◆ Exercise goal ◆
When a line in the data below includes "steps", pick it out and copy it.

═════ Information shown ═════

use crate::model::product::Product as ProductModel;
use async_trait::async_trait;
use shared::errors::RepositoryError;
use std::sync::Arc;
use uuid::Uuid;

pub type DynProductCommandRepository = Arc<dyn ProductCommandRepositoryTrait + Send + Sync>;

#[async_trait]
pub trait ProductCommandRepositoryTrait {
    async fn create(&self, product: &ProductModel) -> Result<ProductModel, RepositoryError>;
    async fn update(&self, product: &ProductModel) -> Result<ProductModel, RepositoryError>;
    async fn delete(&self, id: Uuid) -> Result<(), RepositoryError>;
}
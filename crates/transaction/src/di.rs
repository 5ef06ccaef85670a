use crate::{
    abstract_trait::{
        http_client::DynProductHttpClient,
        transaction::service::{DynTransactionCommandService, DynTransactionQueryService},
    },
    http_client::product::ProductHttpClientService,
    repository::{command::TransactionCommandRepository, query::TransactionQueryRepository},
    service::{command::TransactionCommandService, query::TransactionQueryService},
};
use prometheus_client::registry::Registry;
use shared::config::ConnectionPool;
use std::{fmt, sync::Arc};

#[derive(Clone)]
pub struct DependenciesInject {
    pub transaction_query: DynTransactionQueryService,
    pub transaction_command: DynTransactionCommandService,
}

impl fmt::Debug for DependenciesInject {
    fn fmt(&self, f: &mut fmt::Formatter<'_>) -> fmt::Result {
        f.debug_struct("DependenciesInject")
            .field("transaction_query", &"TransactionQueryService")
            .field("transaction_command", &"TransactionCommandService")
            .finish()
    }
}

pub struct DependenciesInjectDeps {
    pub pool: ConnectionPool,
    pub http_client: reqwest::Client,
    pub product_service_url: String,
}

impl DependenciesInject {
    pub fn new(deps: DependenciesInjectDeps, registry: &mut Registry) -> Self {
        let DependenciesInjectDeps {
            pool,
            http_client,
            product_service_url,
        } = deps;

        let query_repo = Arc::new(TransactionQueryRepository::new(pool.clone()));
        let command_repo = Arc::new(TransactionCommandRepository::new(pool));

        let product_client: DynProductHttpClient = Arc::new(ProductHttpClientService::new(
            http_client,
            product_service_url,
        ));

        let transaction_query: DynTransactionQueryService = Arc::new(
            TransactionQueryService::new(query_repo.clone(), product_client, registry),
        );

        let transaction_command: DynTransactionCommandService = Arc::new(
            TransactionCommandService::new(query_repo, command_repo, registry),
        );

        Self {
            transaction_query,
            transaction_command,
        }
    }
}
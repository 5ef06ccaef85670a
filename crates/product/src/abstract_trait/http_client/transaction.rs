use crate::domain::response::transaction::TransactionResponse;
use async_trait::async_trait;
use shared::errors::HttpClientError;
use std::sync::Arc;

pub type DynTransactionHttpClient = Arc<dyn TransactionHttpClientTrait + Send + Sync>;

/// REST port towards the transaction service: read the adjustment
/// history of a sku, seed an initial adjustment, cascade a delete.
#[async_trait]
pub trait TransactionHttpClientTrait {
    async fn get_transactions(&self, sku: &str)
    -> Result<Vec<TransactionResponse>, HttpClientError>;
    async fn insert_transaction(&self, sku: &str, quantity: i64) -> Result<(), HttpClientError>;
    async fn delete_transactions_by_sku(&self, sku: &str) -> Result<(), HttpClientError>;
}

═════
═════ Information shown ═════

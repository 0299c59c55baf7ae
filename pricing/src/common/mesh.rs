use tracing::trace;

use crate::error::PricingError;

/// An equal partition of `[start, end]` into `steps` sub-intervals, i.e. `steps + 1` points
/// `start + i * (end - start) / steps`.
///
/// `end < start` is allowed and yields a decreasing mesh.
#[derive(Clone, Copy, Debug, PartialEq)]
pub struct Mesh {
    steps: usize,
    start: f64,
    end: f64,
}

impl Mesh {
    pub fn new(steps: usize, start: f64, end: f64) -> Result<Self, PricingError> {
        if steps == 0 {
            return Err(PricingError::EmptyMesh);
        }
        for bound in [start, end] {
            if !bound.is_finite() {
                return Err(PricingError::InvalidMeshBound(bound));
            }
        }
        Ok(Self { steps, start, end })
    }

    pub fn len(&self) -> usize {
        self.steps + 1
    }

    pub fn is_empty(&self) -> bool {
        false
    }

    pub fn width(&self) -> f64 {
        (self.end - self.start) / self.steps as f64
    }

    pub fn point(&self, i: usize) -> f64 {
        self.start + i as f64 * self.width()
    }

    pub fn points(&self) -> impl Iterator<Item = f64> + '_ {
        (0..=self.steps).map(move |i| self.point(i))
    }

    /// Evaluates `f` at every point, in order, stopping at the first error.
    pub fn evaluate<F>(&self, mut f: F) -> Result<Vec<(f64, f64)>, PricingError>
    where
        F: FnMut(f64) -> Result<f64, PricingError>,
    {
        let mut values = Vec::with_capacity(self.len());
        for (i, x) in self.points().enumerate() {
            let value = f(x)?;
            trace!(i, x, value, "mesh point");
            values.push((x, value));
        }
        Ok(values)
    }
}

═════

◆ Solution to this problem ◆
/// An equal partition of `[start, end]` into `steps` sub-intervals, i.e. `steps + 1` points
/// `start + i * (end - start) / steps`.
    steps: usize,
    pub fn new(steps: usize, start: f64, end: f64) -> Result<Self, PricingError> {
        if steps == 0 {
        Ok(Self { steps, start, end })
        self.steps + 1
        (self.end - self.start) / self.steps as f64
        (0..=self.steps).map(move |i| self.point(i))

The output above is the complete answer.